Specjalistka dodaje, że niektórzy dotkliwiej doświadczają straty. A mianowicie chodzi o osoby, które w jakimś sensie nie do końca były samodzielne. Zakładając choćby, że odszedł mąż, który dbał o zaplecze finansowe, czy zapewniał ogólne poczucie bezpieczeństwa albo żona, która była motorem wszelkich działań, to wrażenie bezsensu i apatia są znacznie silniejsze. 

A zatem jeżeli ktoś swoje cele i działania wiązał z osobą, której już nie ma, to trudniej mu stawić czoła nowej rzeczywistości. Dlatego chcąc wspierać, trzeba też zastanowić się, jakiego braku w tym momencie doświadcza osoba po stracie.

- W trzecim etapie żałoby zadaniem osób wspierających jest skupienie się na tym, co i w jaki sposób wiązało osobę, która doznała straty, z osobą, która odeszła. Oprócz tego, że to był mąż, może również był tym kimś, kto dbał o istotną przestrzeń życia np. finansową, organizacyjną, lub skupioną na wspólnych aktywnościach. A może był najlepszym przyjacielem i jedynym powiernikiem. Udzielanie wsparcia będzie się więc koncentrować właśnie na tych utraconych aspektach. Czasem wystarczy spacer, pomoc w codziennych czynnościach domowych, płatnościach, wysłuchanie, czy umówienie wizyty lekarskiej - wskazuje psychoterapeutka.

Specjalistka podkreśla, że należy zadbać o to, by w przypadku osób mniej samodzielnych w sposób szczególny budować takie warunki zewnętrzne, które pomogą im znaleźć nowy cel w życiu i wkroczyć w czwarty etap żałoby, czyli reorganizację.

- Szukamy nowych punktów odniesienia dla tej osoby, ale robimy to nie za nią, ale razem z nią, tak aby to było zgodne z jej potrzebami i możliwościami - wyjaśnia Anna Lidia Świderska.

Reorganizacja pozwala powoli porządkować różne sprawy i budować na nowo świat po stracie.
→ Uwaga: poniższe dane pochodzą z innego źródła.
use serde::Deserialize;
use std::fmt;
use std::path::PathBuf;
use std::sync::Arc;
use thiserror::Error;

#[derive(Debug, Error)]
pub enum FetchError {
    #[error("invalid request: {0}")]
    InvalidRequest(String),

    #[error("failed to create output directory {}: {source}", path.display())]
    OutputDir {
        path: PathBuf,
        #[source]
        source: std::io::Error,
    },

    /// Anything the backend reported: network, extraction, unsupported URL.
    #[error("{0}")]
    Backend(String),
}

#[derive(Debug, Clone, PartialEq, Eq)]
pub struct DownloadRequest {
    source_url: String,
}

impl DownloadRequest {
    /// Only emptiness is checked here; everything else is up to the backend.
    pub fn new(source_url: &str) -> Result<Self, FetchError> {
        let source_url = source_url.trim();
        if source_url.is_empty() {
            return Err(FetchError::InvalidRequest("URL must not be empty".to_string()));
        }

        Ok(Self {
            source_url: source_url.to_string(),
        })
    }

    pub fn source_url(&self) -> &str {
        &self.source_url
    }

    pub fn host(&self) -> Option<String> {
        url::Url::parse(&self.source_url)
            .ok()
            .and_then(|url| url.host_str().map(|host| host.to_string()))
    }
}

#[derive(Debug)]
pub enum DownloadOutcome {
    Success(PathBuf),
    Failure(FetchError),
}

impl DownloadOutcome {
    pub fn is_success(&self) -> bool {
        matches!(self, Self::Success(_))
    }

    pub fn path(&self) -> Option<&PathBuf> {
        match self {
            Self::Success(path) => Some(path),
            Self::Failure(_) => None,
        }
    }

    pub fn reason(&self) -> Option<String> {
        match self {
            Self::Success(_) => None,
            Self::Failure(error) => Some(error.to_string()),
        }
    }
}

#[derive(Debug, Clone, Copy, PartialEq, Eq)]
pub enum ProgressStatus {
    Downloading,
    Finished,
    Error,
}

impl ProgressStatus {
    pub fn parse(value: &str) -> Option<Self> {
        match value {
            "downloading" => Some(Self::Downloading),
            "finished" => Some(Self::Finished),
            "error" => Some(Self::Error),
            _ => None,
        }
    }
}

#[derive(Debug, Clone, Copy, PartialEq)]
pub struct ProgressEvent {
    pub status: ProgressStatus,
    /// `None` when the backend does not know the total size.
    pub percent: Option<f64>,
}

impl ProgressEvent {
    #[cfg(test)]
    pub fn downloading(percent: f64) -> Self {
        Self {
            status: ProgressStatus::Downloading,
            percent: Some(percent),
        }
    }
}

pub type ProgressHook = Arc<dyn Fn(&ProgressEvent) + Send + Sync>;

/// Backend configuration handed over once, before any download.
#[derive(Clone)]
pub struct DownloadOptions {
    pub output_template: String,
    pub format: String,
    pub progress_hooks: Vec<ProgressHook>,
}

impl DownloadOptions {
    pub fn emit(&self, event: &ProgressEvent) {
        for hook in &self.progress_hooks {
            hook(event);
        }
    }
}

impl fmt::Debug for DownloadOptions {
    fn fmt(&self, f: &mut fmt::Formatter<'_>) -> fmt::Result {
        f.debug_struct("DownloadOptions")
            .field("output_template", &self.output_template)
            .field("format", &self.format)
            .field("progress_hooks", &self.progress_hooks.len())
            .finish()
    }
}

#[derive(Debug, Clone, PartialEq, Eq, Deserialize)]
pub struct DownloadedMedia {
    pub id: String,
    pub ext: String,
    #[serde(rename = "filepath")]
    pub path: PathBuf,
}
Jednak psycholożka ostrzega, by nie popełniać częstego błędu.

Kiedy widzimy, że żałoba się kończy, że dana osoba zaczyna żywiej, weselej reagować, może pojawić się myśl po stronie wspierających, że już wystarczy, że misja pomocy jest zakończona. Ważne jest, aby w takim momencie nie rezygnować, nie znikać nagle, ale nadal być obecnym w takim stopniu, jaki wynika z bieżących potrzeb. Jednocześnie zadbać o systematyczne uzupełnianie własnych zasobów, aby mieć z czego dawać wsparcie. To dotyczy całego okresu żałoby, podczas którego towarzyszymy drugiej osobie. Będziemy mieć wtedy siłę i chęć, by szczerze okazać troskę

 - podkreśla specjalistka

Psychoterapeutka wyjaśnia, że musimy pamiętać, że nawet jeśli ktoś czuje się już lepiej to m.in. dlatego, że otrzymywał wsparcie. Dlatego nie możemy tak po prostu zniknąć, ale na miarę możliwości dawać poczucie, że jesteśmy obok. W takich warunkach nieco łatwiejsze może być  zaakceptowanie przez osobę po stracie nowej rzeczywistości i odnalezienie sensu na co dzień. Nie oznacza to, że pamięć o zmarłym czy tęsknota miną, po prostu łatwiej będzie z nimi żyć i wychodzić do nowego.